══ Exercise data ══

//! MQTT implementations of the external [`Broker`] and the internal
//! [`MessageBus`], on top of [`rumqttc`].
//!
//! Both wrap a cloneable [`AsyncClient`]. Polling the matching
//! [`rumqttc::EventLoop`] is left to the owner of the connection (the daemon),
//! which forwards inbound publishes to [`CommandBridge::dispatch`] or
//! [`MqttBus::handle_incoming`].
//!
//! [`CommandBridge::dispatch`]: crate::bridge::CommandBridge::dispatch

use std::sync::Arc;
use std::time::Duration;

use async_trait::async_trait;
use cmdbridge_types::{BridgeError, DeliveryOptions, MessageEnvelope, QosLevel};
use rumqttc::{AsyncClient, QoS};
use tracing::{debug, warn};

use crate::broker::Broker;
use crate::bus::MessageBus;
use crate::correlation::PendingRequests;
use crate::topic::{build_topic, matches_filter};

/// Map the bridge's QoS onto the client library's.
pub fn to_mqtt_qos(qos: QosLevel) -> QoS {
    match qos {
        QosLevel::AtMostOnce => QoS::AtMostOnce,
        QosLevel::AtLeastOnce => QoS::AtLeastOnce,
        QosLevel::ExactlyOnce => QoS::ExactlyOnce,
    }
}

/// External broker backed by an MQTT client.
#[derive(Clone)]
pub struct MqttBroker {
    client: AsyncClient,
}

impl MqttBroker {
    pub fn new(client: AsyncClient) -> Self {
        Self { client }
    }

    pub async fn disconnect(&self) {
        if let Err(e) = self.client.disconnect().await {
            debug!(error = %e, "external MQTT disconnect");
        }
    }
}

#[async_trait]
impl Broker for MqttBroker {
    async fn subscribe(&self, filter: &str, qos: QosLevel) -> Result<(), BridgeError> {
        self.client
            .subscribe(filter, to_mqtt_qos(qos))
            .await
            .map_err(|e| BridgeError::Transport(format!("could not subscribe to topic '{filter}': {e}")))
    }

    /// Resolves once the message is queued on the client's request channel.
    async fn publish(
        &self,
        topic: &str,
        options: DeliveryOptions,
        payload: Vec<u8>,
    ) -> Result<(), BridgeError> {
        self.client
            .publish(topic, to_mqtt_qos(options.qos), options.retain, payload)
            .await
            .map_err(|e| BridgeError::Publish {
                topic: topic.to_string(),
                reason: e.to_string(),
            })
    }
}

/// Internal message bus carried over MQTT.
///
/// Requests are published on the route's internal topic. Device services
/// reply on `<response-prefix>/<service>/<request-id>`; the connection owner
/// subscribes to [`MqttBus::response_filter`] and feeds every publish to
/// [`MqttBus::handle_incoming`].
#[derive(Clone)]
pub struct MqttBus {
    client: AsyncClient,
    response_prefix: String,
    qos: QosLevel,
    pending: Arc<PendingRequests>,
}

impl MqttBus {
    pub fn new(client: AsyncClient, response_prefix: impl Into<String>, qos: QosLevel) -> Self {
        Self {
            client,
            response_prefix: response_prefix.into(),
            qos,
            pending: Arc::new(PendingRequests::new()),
        }
    }

    /// Topic filter covering every response addressed to this bridge.
    pub fn response_filter(&self) -> String {
        build_topic(&[&self.response_prefix, "#"])
    }

    /// Subscribe to the response filter. Call on every (re)connect.
    pub async fn subscribe_responses(&self) -> Result<(), BridgeError> {
        let filter = self.response_filter();
        self.client
            .subscribe(&filter, to_mqtt_qos(self.qos))
            .await
            .map_err(|e| BridgeError::Transport(format!("could not subscribe to topic '{filter}': {e}")))
    }

    /// Complete the waiter for a response received on `topic`.
    ///
    /// Returns `false` for foreign topics, undecodable payloads and responses
    /// nobody is waiting for.
    pub fn handle_incoming(&self, topic: &str, payload: &[u8]) -> bool {
        if !matches_filter(&self.response_filter(), topic) {
            return false;
        }
        match MessageEnvelope::from_json(payload) {
            Ok(response) => self.pending.complete(response),
            Err(e) => {
                warn!(topic = %topic, error = %e, "dropping undecodable internal response");
                false
            }
        }
    }

    pub async fn disconnect(&self) {
        if let Err(e) = self.client.disconnect().await {
            debug!(error = %e, "internal MQTT disconnect");
        }
    }
}

#[async_trait]
impl MessageBus for MqttBus {
    async fn request(
        &self,
        request: MessageEnvelope,
        service: &str,
        topic: &str,
        timeout: Duration,
    ) -> Result<MessageEnvelope, BridgeError> {
        let pending = self.pending.register(&request.request_id)?;
        let bytes = request.to_json()?;
        self.client
            .publish(topic, to_mqtt_qos(self.qos), false, bytes)
            .await
            .map_err(|e| {
                BridgeError::Transport(format!("failed to send request to service '{service}' on '{topic}': {e}"))
            })?;
        pending.wait(timeout).await
    }
}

═══

**Directions:** Once more, write out all the data above exactly as given.

**Your solution:**
//! MQTT implementations of the external [`Broker`] and the internal
//! [`MessageBus`], on top of [`rumqttc`].
//!
//! Both wrap a cloneable [`AsyncClient`]. Polling the matching
//! [`rumqttc::EventLoop`] is left to the owner of the connection (the daemon),
//! which forwards inbound publishes to [`CommandBridge::dispatch`] or
//! [`MqttBus::handle_incoming`].
//!
//! [`CommandBridge::dispatch`]: crate::bridge::CommandBridge::dispatch

use std::sync::Arc;
use std::time::Duration;

use async_trait::async_trait;
use cmdbridge_types::{BridgeError, DeliveryOptions, MessageEnvelope, QosLevel};
use rumqttc::{AsyncClient, QoS};
use tracing::{debug, warn};

use crate::broker::Broker;
use crate::bus::MessageBus;
use crate::correlation::PendingRequests;
use crate::topic::{build_topic, matches_filter};

/// Map the bridge's QoS onto the client library's.
pub fn to_mqtt_qos(qos: QosLevel) -> QoS {
    match qos {
        QosLevel::AtMostOnce => QoS::AtMostOnce,
        QosLevel::AtLeastOnce => QoS::AtLeastOnce,
        QosLevel::ExactlyOnce => QoS::ExactlyOnce,
    }
}

/// External broker backed by an MQTT client.
#[derive(Clone)]
pub struct MqttBroker {
    client: AsyncClient,
}

impl MqttBroker {
    pub fn new(client: AsyncClient) -> Self {
        Self { client }
    }

    pub async fn disconnect(&self) {
        if let Err(e) = self.client.disconnect().await {
            debug!(error = %e, "external MQTT disconnect");
        }
    }
}

#[async_trait]
impl Broker for MqttBroker {
    async fn subscribe(&self, filter: &str, qos: QosLevel) -> Result<(), BridgeError> {
        self.client
            .subscribe(filter, to_mqtt_qos(qos))
            .await
            .map_err(|e| BridgeError::Transport(format!("could not subscribe to topic '{filter}': {e}")))
    }

    /// Resolves once the message is queued on the client's request channel.
    async fn publish(
        &self,
        topic: &str,
        options: DeliveryOptions,
        payload: Vec<u8>,
    ) -> Result<(), BridgeError> {
        self.client
            .publish(topic, to_mqtt_qos(options.qos), options.retain, payload)
            .await
            .map_err(|e| BridgeError::Publish {
                topic: topic.to_string(),
                reason: e.to_string(),
            })
    }
}

/// Internal message bus carried over MQTT.
///
/// Requests are published on the route's internal topic. Device services
/// reply on `<response-prefix>/<service>/<request-id>`; the connection owner
/// subscribes to [`MqttBus::response_filter`] and feeds every publish to
/// [`MqttBus::handle_incoming`].
#[derive(Clone)]
pub struct MqttBus {
    client: AsyncClient,
    response_prefix: String,
    qos: QosLevel,
    pending: Arc<PendingRequests>,
}

impl MqttBus {
    pub fn new(client: AsyncClient, response_prefix: impl Into<String>, qos: QosLevel) -> Self {
        Self {
            client,
            response_prefix: response_prefix.into(),
            qos,
            pending: Arc::new(PendingRequests::new()),
        }
    }

    /// Topic filter covering every response addressed to this bridge.
    pub fn response_filter(&self) -> String {
        build_topic(&[&self.response_prefix, "#"])
    }

    /// Subscribe to the response filter. Call on every (re)connect.
    pub async fn subscribe_responses(&self) -> Result<(), BridgeError> {
        let filter = self.response_filter();
        self.client
            .subscribe(&filter, to_mqtt_qos(self.qos))
            .await
            .map_err(|e| BridgeError::Transport(format!("could not subscribe to topic '{filter}': {e}")))
    }

    /// Complete the waiter for a response received on `topic`.
    ///
    /// Returns `false` for foreign topics, undecodable payloads and responses
    /// nobody is waiting for.
    pub fn handle_incoming(&self, topic: &str, payload: &[u8]) -> bool {
        if !matches_filter(&self.response_filter(), topic) {
            return false;
        }
        match MessageEnvelope::from_json(payload) {
            Ok(response) => self.pending.complete(response),
            Err(e) => {
                warn!(topic = %topic, error = %e, "dropping undecodable internal response");
                false
            }
        }
    }

    pub async fn disconnect(&self) {
        if let Err(e) = self.client.disconnect().await {
            debug!(error = %e, "internal MQTT disconnect");
        }
    }
}

#[async_trait]
impl MessageBus for MqttBus {
    async fn request(
        &self,
        request: MessageEnvelope,
        service: &str,
        topic: &str,
        timeout: Duration,
    ) -> Result<MessageEnvelope, BridgeError> {
        let pending = self.pending.register(&request.request_id)?;
        let bytes = request.to_json()?;
        self.client
            .publish(topic, to_mqtt_qos(self.qos), false, bytes)
            .await
            .map_err(|e| {
                BridgeError::Transport(format!("failed to send request to service '{service}' on '{topic}': {e}"))
            })?;
        pending.wait(timeout).await
    }
}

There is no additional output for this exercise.